MySQL: low cardinality/selectivity columns = how to index?

The index that you describe is pretty much pointless. An index is best used when you need to select a small number of rows in comparison to the total rows.

The reason for this is related to how a database accesses a table. Tables can be assessed either by a full table scan, where each block is read and processed in turn. Or by a rowid or key lookup, where the database has a key/rowid and reads the exact row it requires.

In the case where you use a where clause based on the primary key or another unique index, eg. where id = 1, the database can use the index to get an exact reference to where the row's data is stored. This is clearly more efficient than doing a full table scan and processing every block.
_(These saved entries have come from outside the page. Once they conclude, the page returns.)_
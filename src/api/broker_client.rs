//! REST client for a Schwab-style brokerage API.
//!
//! Handles the OAuth refresh-token flow, quote/chain fetching, limit-order
//! placement and tracking, and account balances. Implements the
//! `QuoteSource`, `OrderGateway`, and `AccountInfoProvider` seams so the
//! engine and tests never depend on this client directly.

use async_trait::async_trait;
use backoff::ExponentialBackoff;
use chrono::Utc;
use reqwest::Client;
use rust_decimal::Decimal;
use rust_decimal_macros::dec;
use serde_json::json;
use std::collections::HashMap;
use std::time::Duration;
use tokio::sync::RwLock;
use tracing::{debug, warn};

use super::types::{
    Balances, ChainResponse, OrderSide, OrderView, QuotesResponse, RawAccount, RawContract,
    RawOrder, TokenResponse,
};
use super::{AccountInfoProvider, OrderGateway, QuoteSource};
use crate::errors::BrokerError;
use crate::models::{Instrument, InstrumentKind, Quote};

/// Broker API base URLs
pub const TRADER_URL: &str = "https://api.schwabapi.com/trader/v1";
pub const MARKET_DATA_URL: &str = "https://api.schwabapi.com/marketdata/v1";
pub const TOKEN_URL: &str = "https://api.schwabapi.com/v1/oauth/token";

/// Authenticated broker client.
pub struct BrokerClient {
    http: Client,
    client_id: String,
    client_secret: String,
    refresh_token: String,
    account_hash: String,
    access_token: RwLock<String>,
}

impl BrokerClient {
    pub fn new(
        client_id: &str,
        client_secret: &str,
        refresh_token: &str,
        account_hash: &str,
    ) -> anyhow::Result<Self> {
        let http = Client::builder()
            .timeout(Duration::from_secs(30))
            .build()?;

        Ok(Self {
            http,
            client_id: client_id.to_string(),
            client_secret: client_secret.to_string(),
            refresh_token: refresh_token.to_string(),
            account_hash: account_hash.to_string(),
            access_token: RwLock::new(String::new()),
        })
    }

    /// Create from environment variables:
    /// - SCHWAB_CLIENT_ID
    /// - SCHWAB_CLIENT_SECRET
    /// - SCHWAB_REFRESH_TOKEN
    /// - SCHWAB_ACCOUNT_HASH
    pub fn from_env() -> anyhow::Result<Self> {
        use anyhow::Context;

        let client_id =
            std::env::var("SCHWAB_CLIENT_ID").context("SCHWAB_CLIENT_ID not set")?;
        let client_secret =
            std::env::var("SCHWAB_CLIENT_SECRET").context("SCHWAB_CLIENT_SECRET not set")?;
        let refresh_token =
            std::env::var("SCHWAB_REFRESH_TOKEN").context("SCHWAB_REFRESH_TOKEN not set")?;
        let account_hash =
            std::env::var("SCHWAB_ACCOUNT_HASH").context("SCHWAB_ACCOUNT_HASH not set")?;

        Self::new(&client_id, &client_secret, &refresh_token, &account_hash)
    }

    /// Exchange the refresh token for an access token, retrying transient
    /// network failures with exponential backoff. A 4xx from the token
    /// endpoint is a dead credential and fails immediately.
    pub async fn authenticate(&self) -> Result<(), BrokerError> {
        let backoff = ExponentialBackoff {
            max_elapsed_time: Some(Duration::from_secs(60)),
            ..Default::default()
        };

        let token = backoff::future::retry(backoff, || async {
            let resp = self
                .http
                .post(TOKEN_URL)
                .basic_auth(&self.client_id, Some(&self.client_secret))
                .form(&[
                    ("grant_type", "refresh_token"),
                    ("refresh_token", self.refresh_token.as_str()),
                ])
                .send()
                .await
                .map_err(|e| backoff::Error::transient(BrokerError::Transient(e)))?;

            let status = resp.status();
            if status.is_client_error() {
                let body = resp.text().await.unwrap_or_default();
                return Err(backoff::Error::permanent(BrokerError::Auth(format!(
                    "token refresh rejected ({status}): {body}"
                ))));
            }
            if !status.is_success() {
                let body = resp.text().await.unwrap_or_default();
                warn!(%status, "token endpoint error, will retry");
                return Err(backoff::Error::transient(BrokerError::Api {
                    status: status.as_u16(),
                    body,
                }));
            }

            let token: TokenResponse = resp
                .json()
                .await
                .map_err(|e| backoff::Error::transient(BrokerError::Transient(e)))?;
            Ok(token)
        })
        .await?;

        debug!(expires_in = token.expires_in, "access token refreshed");
        *self.access_token.write().await = token.access_token;
        Ok(())
    }

    async fn bearer(&self) -> String {
        format!("Bearer {}", self.access_token.read().await)
    }

    /// Check the HTTP status, surfacing the response body on failure.
    async fn check(resp: reqwest::Response) -> Result<reqwest::Response, BrokerError> {
        let status = resp.status();
        if !status.is_success() {
            let body = resp.text().await.unwrap_or_default();
            return Err(BrokerError::Api {
                status: status.as_u16(),
                body,
            });
        }
        Ok(resp)
    }

    async fn fetch_quotes(&self, symbols: &str) -> Result<QuotesResponse, BrokerError> {
        let url = format!("{MARKET_DATA_URL}/quotes");
        let resp = self
            .http
            .get(&url)
            .header("Authorization", self.bearer().await)
            .query(&[("symbols", symbols), ("fields", "quote")])
            .send()
            .await?;

        Ok(Self::check(resp).await?.json().await?)
    }

    fn contract_to_instrument(
        underlying: &str,
        kind: InstrumentKind,
        raw: RawContract,
    ) -> Instrument {
        Instrument {
            id: raw.symbol,
            underlying: underlying.to_string(),
            kind,
            bid: raw.bid,
            ask: raw.ask,
            last: raw.last,
            metric: raw.delta,
            volume: raw.total_volume,
            open_interest: raw.open_interest,
            multiplier: dec!(100),
        }
    }

    /// Option symbols carry the OCC expiry/strike tail; plain tickers don't.
    fn is_option_symbol(id: &str) -> bool {
        id.len() >= 15
    }

    fn instruction_for(id: &str, side: OrderSide) -> &'static str {
        match (Self::is_option_symbol(id), side) {
            (true, OrderSide::Buy) => "BUY_TO_OPEN",
            (true, OrderSide::Sell) => "SELL_TO_CLOSE",
            (false, OrderSide::Buy) => "BUY",
            (false, OrderSide::Sell) => "SELL",
        }
    }
}

#[async_trait]
impl QuoteSource for BrokerClient {
    async fn quote(&self, symbol: &str) -> Result<Quote, BrokerError> {
        let mut quotes = self.fetch_quotes(symbol).await?;
        let envelope = quotes
            .remove(symbol)
            .ok_or_else(|| BrokerError::QuoteUnavailable(symbol.to_string()))?;

        Ok(Quote {
            symbol: symbol.to_string(),
            timestamp: Utc::now(),
            last: envelope.quote.last_price,
            bid: envelope.quote.bid_price,
            ask: envelope.quote.ask_price,
            volume: envelope.quote.total_volume,
        })
    }

    async fn quotes(&self, symbols: &[String]) -> Result<HashMap<String, Quote>, BrokerError> {
        if symbols.is_empty() {
            return Ok(HashMap::new());
        }

        let joined = symbols.join(",");
        let raw = self.fetch_quotes(&joined).await?;
        let now = Utc::now();

        Ok(raw
            .into_iter()
            .map(|(symbol, envelope)| {
                let quote = Quote {
                    symbol: symbol.clone(),
                    timestamp: now,
                    last: envelope.quote.last_price,
                    bid: envelope.quote.bid_price,
                    ask: envelope.quote.ask_price,
                    volume: envelope.quote.total_volume,
                };
                (symbol, quote)
            })
            .collect())
    }

    async fn instrument_chain(&self, underlying: &str) -> Result<Vec<Instrument>, BrokerError> {
        let today = Utc::now().date_naive().to_string();
        let url = format!("{MARKET_DATA_URL}/chains");
        let resp = self
            .http
            .get(&url)
            .header("Authorization", self.bearer().await)
            .query(&[
                ("symbol", underlying),
                ("contractType", "ALL"),
                ("strikeCount", "20"),
                ("fromDate", &today),
                ("toDate", &today),
            ])
            .send()
            .await?;

        let chain: ChainResponse = Self::check(resp).await?.json().await?;

        let mut instruments = Vec::new();
        for strikes in chain.call_exp_date_map.into_values() {
            for contracts in strikes.into_values() {
                for raw in contracts {
                    instruments.push(Self::contract_to_instrument(
                        underlying,
                        InstrumentKind::Call,
                        raw,
                    ));
                }
            }
        }
        for strikes in chain.put_exp_date_map.into_values() {
            for contracts in strikes.into_values() {
                for raw in contracts {
                    instruments.push(Self::contract_to_instrument(
                        underlying,
                        InstrumentKind::Put,
                        raw,
                    ));
                }
            }
        }

        debug!(underlying, count = instruments.len(), "fetched option chain");
        Ok(instruments)
    }

    async fn instrument_quote(&self, id: &str) -> Result<Instrument, BrokerError> {
        // Quote refresh only carries prices; delta/OI are not re-derived.
        let mut quotes = self.fetch_quotes(id).await?;
        let envelope = quotes
            .remove(id)
            .ok_or_else(|| BrokerError::QuoteUnavailable(id.to_string()))?;

        let (kind, multiplier) = if Self::is_option_symbol(id) {
            // OCC tail: C or P ahead of the 8-digit strike
            let kind = match id.as_bytes().get(id.len().saturating_sub(9)) {
                Some(b'P') => InstrumentKind::Put,
                _ => InstrumentKind::Call,
            };
            (kind, dec!(100))
        } else {
            (InstrumentKind::Share, Decimal::ONE)
        };

        Ok(Instrument {
            id: id.to_string(),
            underlying: id.split_whitespace().next().unwrap_or(id).to_string(),
            kind,
            bid: envelope.quote.bid_price,
            ask: envelope.quote.ask_price,
            last: envelope.quote.last_price,
            metric: Decimal::ZERO,
            volume: envelope.quote.total_volume,
            open_interest: 0,
            multiplier,
        })
    }
}

#[async_trait]
impl OrderGateway for BrokerClient {
    async fn place_limit(
        &self,
        instrument_id: &str,
        side: OrderSide,
        quantity: u32,
        limit_price: Decimal,
    ) -> Result<String, BrokerError> {
        let asset_type = if Self::is_option_symbol(instrument_id) {
            "OPTION"
        } else {
            "EQUITY"
        };

        let body = json!({
            "orderType": "LIMIT",
            "session": "NORMAL",
            "duration": "DAY",
            "orderStrategyType": "SINGLE",
            "price": limit_price.to_string(),
            "orderLegCollection": [{
                "instruction": Self::instruction_for(instrument_id, side),
                "quantity": quantity,
                "instrument": {
                    "symbol": instrument_id,
                    "assetType": asset_type
                }
            }]
        });

        let url = format!("{TRADER_URL}/accounts/{}/orders", self.account_hash);
        let resp = self
            .http
            .post(&url)
            .header("Authorization", self.bearer().await)
            .json(&body)
            .send()
            .await?;

        let status = resp.status();
        if status.as_u16() == 400 || status.as_u16() == 422 {
            let body = resp.text().await.unwrap_or_default();
            return Err(BrokerError::OrderRejected(body));
        }
        let resp = Self::check(resp).await?;

        // Order id comes back as the tail of the Location header
        let order_id = resp
            .headers()
            .get("Location")
            .and_then(|v| v.to_str().ok())
            .and_then(|loc| loc.rsplit('/').next())
            .map(str::to_string)
            .ok_or_else(|| {
                BrokerError::OrderRejected("no order id in placement response".to_string())
            })?;

        debug!(order_id, instrument_id, ?side, quantity, %limit_price, "limit order placed");
        Ok(order_id)
    }

    async fn order_status(&self, order_id: &str) -> Result<OrderView, BrokerError> {
        let url = format!(
            "{TRADER_URL}/accounts/{}/orders/{order_id}",
            self.account_hash
        );
        let resp = self
            .http
            .get(&url)
            .header("Authorization", self.bearer().await)
            .send()
            .await?;

        let raw: RawOrder = Self::check(resp).await?.json().await?;
        Ok(raw.into_view())
    }

    async fn cancel(&self, order_id: &str) -> Result<bool, BrokerError> {
        let url = format!(
            "{TRADER_URL}/accounts/{}/orders/{order_id}",
            self.account_hash
        );
        let resp = self
            .http
            .delete(&url)
            .header("Authorization", self.bearer().await)
            .send()
            .await?;

        // Already filled/cancelled orders come back 4xx; treat as "nothing
        // left to cancel" rather than an error.
        Ok(resp.status().is_success())
    }
}

#[async_trait]
impl AccountInfoProvider for BrokerClient {
    async fn balances(&self) -> Result<Balances, BrokerError> {
        let url = format!("{TRADER_URL}/accounts/{}", self.account_hash);
        let resp = self
            .http
            .get(&url)
            .header("Authorization", self.bearer().await)
            .send()
            .await?;

        let raw: RawAccount = Self::check(resp).await?.json().await?;
        Ok(raw.into_balances())
    }
}
//! Broker API layer: trait seams plus the REST client implementing them.

pub mod broker_client;
pub mod types;

use async_trait::async_trait;
use rust_decimal::Decimal;
use std::collections::HashMap;

use crate::errors::BrokerError;
use crate::models::{Instrument, Quote};

pub use broker_client::BrokerClient;
pub use types::{Balances, OrderSide, OrderStatus, OrderView};

/// Market-data side of the broker.
#[async_trait]
pub trait QuoteSource: Send + Sync {
    async fn quote(&self, symbol: &str) -> Result<Quote, BrokerError>;

    /// Batch quotes for a watchlist. Symbols the broker does not return
    /// are simply absent from the map.
    async fn quotes(&self, symbols: &[String]) -> Result<HashMap<String, Quote>, BrokerError>;

    /// Near-expiry option chain for an underlying.
    async fn instrument_chain(&self, underlying: &str) -> Result<Vec<Instrument>, BrokerError>;

    /// Refresh a single instrument's quote by its broker symbol.
    async fn instrument_quote(&self, id: &str) -> Result<Instrument, BrokerError>;
}

/// Order placement and tracking.
#[async_trait]
pub trait OrderGateway: Send + Sync {
    /// Submit a day limit order, returning the broker order id.
    async fn place_limit(
        &self,
        instrument_id: &str,
        side: OrderSide,
        quantity: u32,
        limit_price: Decimal,
    ) -> Result<String, BrokerError>;

    /// Current status and, once filled, the broker-reported fill price.
    async fn order_status(&self, order_id: &str) -> Result<OrderView, BrokerError>;

    /// Cancel an order. Returns false when the broker reports it already
    /// terminal; cancellation is idempotent either way.
    async fn cancel(&self, order_id: &str) -> Result<bool, BrokerError>;
}

/// Account balances for sizing and risk checks.
#[async_trait]
pub trait AccountInfoProvider: Send + Sync {
    async fn balances(&self) -> Result<Balances, BrokerError>;
}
Now back to your example, you have a where clause of where status = 'enabled', the index will return 150m rows and the database will have to read each row in turn using separate small reads. Whereas accessing the table with a full table scan allows the database to make use of more efficient larger reads.

There is a point at which it is better to just do a full table scan rather than use the index. With mysql you can use FORCE INDEX (idx_name) as part of your query to allow comparisons between each table access method.


I'm sorry to say that I do not agree with Mike. Adding an index is meant to limit the amount of full records searches for MySQL, thereby limiting IO which usually is the bottleneck.

This indexing is not free; you pay for it on inserts/updates when the index has to be updated and in the search itself, as it now needs to load the index file (full text index for 300M records is probably not in memory). So it might well be that you get extra IO in stead of limitting it.

I do agree with the statement that a binary variable is best stored as one, a bool or tinyint, as that decreases the length of a row and can thereby limit disk IO, also comparisons on numbers are faster.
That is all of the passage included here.